WHAT YOU WILL DO: Find the lines in the records below that contain "DeflateDecoder", and report each of them.

[Start of section]

///
/// TOAST: compressed and out-of-line varlena storage.
///
/// Storing a value (`Backend::toast_payload`) follows the host's order:
/// payloads above `compress_threshold` are deflated when that saves space,
/// and a result still above `external_threshold` moves to the toast table
/// in `chunk_size` pieces, leaving an 18-byte external pointer behind.
///
/// `detoast` undoes all of it and always yields a plain 4-byte-header
/// value. `detoast_packed` also lets short-header values through as is.
/// Storage that cannot be resolved is a soft failure (`None`), logged at
/// warn level.
///

use std::cell::{Cell, RefCell};
use std::collections::HashMap;
use std::ffi::CStr;
use std::io::{Read, Write};

use flate2::read::DeflateDecoder;
use flate2::write::DeflateEncoder;
use pgext_core::{CompressionMethod, Datum, Oid, Toast, ToastPointer, Varlena, VARHDRSZ, VARHDRSZ_COMPRESSED};

use crate::config::Compression;
use crate::error::{host_abort, HostError};
use crate::Backend;

/// Relation id recorded in external pointers.
pub const TOAST_REL_ID: Oid = 16_300;

const FIRST_VALUE_ID: Oid = 16_384;

pub(crate) struct ToastTable {
    next_value_id: Cell<Oid>,
    chunks: RefCell<HashMap<Oid, Vec<Vec<u8>>>>,
}

impl ToastTable {
    pub fn new() -> Self {
        Self {
            next_value_id: Cell::new(FIRST_VALUE_ID),
            chunks: RefCell::new(HashMap::new()),
        }
    }

    fn store(&self, data: &[u8], chunk_size: usize) -> Oid {
        let value_id = self.next_value_id.get();
        self.next_value_id.set(value_id + 1);
        let pieces: Vec<Vec<u8>> = data.chunks(chunk_size).map(|c| c.to_vec()).collect();
        tracing::trace!(value_id, chunks = pieces.len(), "stored toast value");
        self.chunks.borrow_mut().insert(value_id, pieces);
        value_id
    }

    fn fetch(&self, pointer: &ToastPointer) -> Result<Vec<u8>, HostError> {
        let chunks = self.chunks.borrow();
        let pieces = chunks.get(&pointer.value_id).ok_or(HostError::MissingToastChunk {
            value_id: pointer.value_id,
            chunk: 0,
        })?;
        let mut data = Vec::with_capacity(pointer.ext_size());
        for piece in pieces {
            data.extend_from_slice(piece);
        }
        if data.len() != pointer.ext_size() {
            return Err(HostError::MissingToastChunk {
                value_id: pointer.value_id,
                chunk: pieces.len(),
            });
        }
        Ok(data)
    }

    pub fn values(&self) -> usize {
        self.chunks.borrow().len()
    }
}

fn compress(payload: &[u8]) -> Result<Vec<u8>, HostError> {
    let mut encoder = DeflateEncoder::new(Vec::new(), flate2::Compression::default());
    encoder.write_all(payload)?;
    Ok(encoder.finish()?)
}

fn decompress(data: &[u8], raw_len: usize) -> Result<Vec<u8>, HostError> {
    let mut out = Vec::with_capacity(raw_len);
    DeflateDecoder::new(data)
        .read_to_end(&mut out)
        .map_err(|e| HostError::CorruptCompressedData(e.to_string()))?;
    if out.len() != raw_len {
        return Err(HostError::CorruptCompressedData(format!(
            "expected {} bytes, got {}",
            raw_len,
            out.len()
        )));
    }
    Ok(out)
}

fn check_method(method: u32) -> Result<(), HostError> {
    match CompressionMethod::from_id(method) {
        Some(CompressionMethod::Deflate) => Ok(()),
        None => Err(HostError::UnsupportedCompression(method)),
    }
}

impl Backend {
    /// Encodes `payload` the way the host stores a column value.
    pub(crate) fn toast_payload(&self, payload: &[u8]) -> Varlena {
        let config = &self.config.toast;
        let mut compressed = None;
        if config.compression == Compression::Deflate && payload.len() > config.compress_threshold {
            match compress(payload) {
                Ok(bytes) if bytes.len() < payload.len() => compressed = Some(bytes),
                Ok(_) => {}
                Err(e) => host_abort(e),
            }
        }

        let inline_size = match &compressed {
            Some(bytes) => bytes.len() + VARHDRSZ_COMPRESSED,
            None => payload.len() + VARHDRSZ,
        };
        if inline_size > config.external_threshold {
            let stored = compressed.as_deref().unwrap_or(payload);
            let value_id = self.toast.store(stored, config.chunk_size);
            let method = if compressed.is_some() {
                (CompressionMethod::Deflate as u32) << 30
            } else {
                0
            };
            self.stats.toasted_external.set(self.stats.toasted_external.get() + 1);
            return Varlena::new_external(&ToastPointer {
                raw_size: (payload.len() + VARHDRSZ) as i32,
                ext_info: stored.len() as u32 | method,
                value_id,
                toast_rel_id: TOAST_REL_ID,
            });
        }

        match compressed {
            Some(bytes) => {
                self.stats.toasted_inline.set(self.stats.toasted_inline.get() + 1);
                Varlena::new_compressed(payload.len(), CompressionMethod::Deflate, &bytes)
            }
            None => Varlena::new_4b(payload),
        }
    }

    /// Stores `payload` as a column value would be stored and returns its
    /// datum, which may be compressed or external.
    pub fn toast_datum(&self, payload: &[u8]) -> Datum {
        let blob = self.toast_payload(payload);
        self.memory.alloc_varlena(blob)
    }

    pub(crate) fn detoast_blob(&self, blob: &Varlena) -> Result<Varlena, HostError> {
        if let Some(pointer) = blob.toast_pointer() {
            let data = self.toast.fetch(&pointer)?;
            let raw_len = (pointer.raw_size as usize).saturating_sub(VARHDRSZ);
            if pointer.is_compressed() {
                check_method(pointer.compression())?;
                return Ok(Varlena::new_4b(&decompress(&data, raw_len)?));
            }
            return Ok(Varlena::new_4b(&data));
        }
        if let Some((raw_len, method)) = blob.compressed_info() {
            check_method(method)?;
            return Ok(Varlena::new_4b(&decompress(blob.data_any(), raw_len)?));
        }
        Ok(blob.expand_short())
    }

    fn detoast_datum(&self, datum: Datum, packed: bool) -> Option<Varlena> {
        let Some(blob) = self.memory.varlena(datum) else {
            tracing::trace!(?datum, "datum references no varlena");
            return None;
        };
        if blob.is_plain() || (packed && blob.is_short()) {
            return Some(blob);
        }
        self.stats.detoasts.set(self.stats.detoasts.get() + 1);
        match self.detoast_blob(&blob) {
            Ok(plain) => Some(plain),
            Err(e) => {
                tracing::warn!(error = %e, "detoast failed");
                None
            }
        }
    }

    fn alloc_text(&self, bytes: &[u8]) -> Datum {
        self.stats.text_allocations.set(self.stats.text_allocations.get() + 1);
        self.memory.alloc_varlena(Varlena::new_4b(bytes))
    }
}

impl Toast for Backend {
    fn detoast(&self, datum: Datum) -> Option<Varlena> {
        self.detoast_datum(datum, false)
    }

    fn detoast_packed(&self, datum: Datum) -> Option<Varlena> {
        self.detoast_datum(datum, true)
    }

    fn cstring_to_text_with_len(&self, bytes: &[u8]) -> Datum {
        self.alloc_text(bytes)
    }

    fn cstring_to_text(&self, s: &CStr) -> Datum {
        self.alloc_text(s.to_bytes())
    }
}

[End of section]

ANSWER TO THIS PROBLEM:
use flate2::read::DeflateDecoder;
    DeflateDecoder::new(data)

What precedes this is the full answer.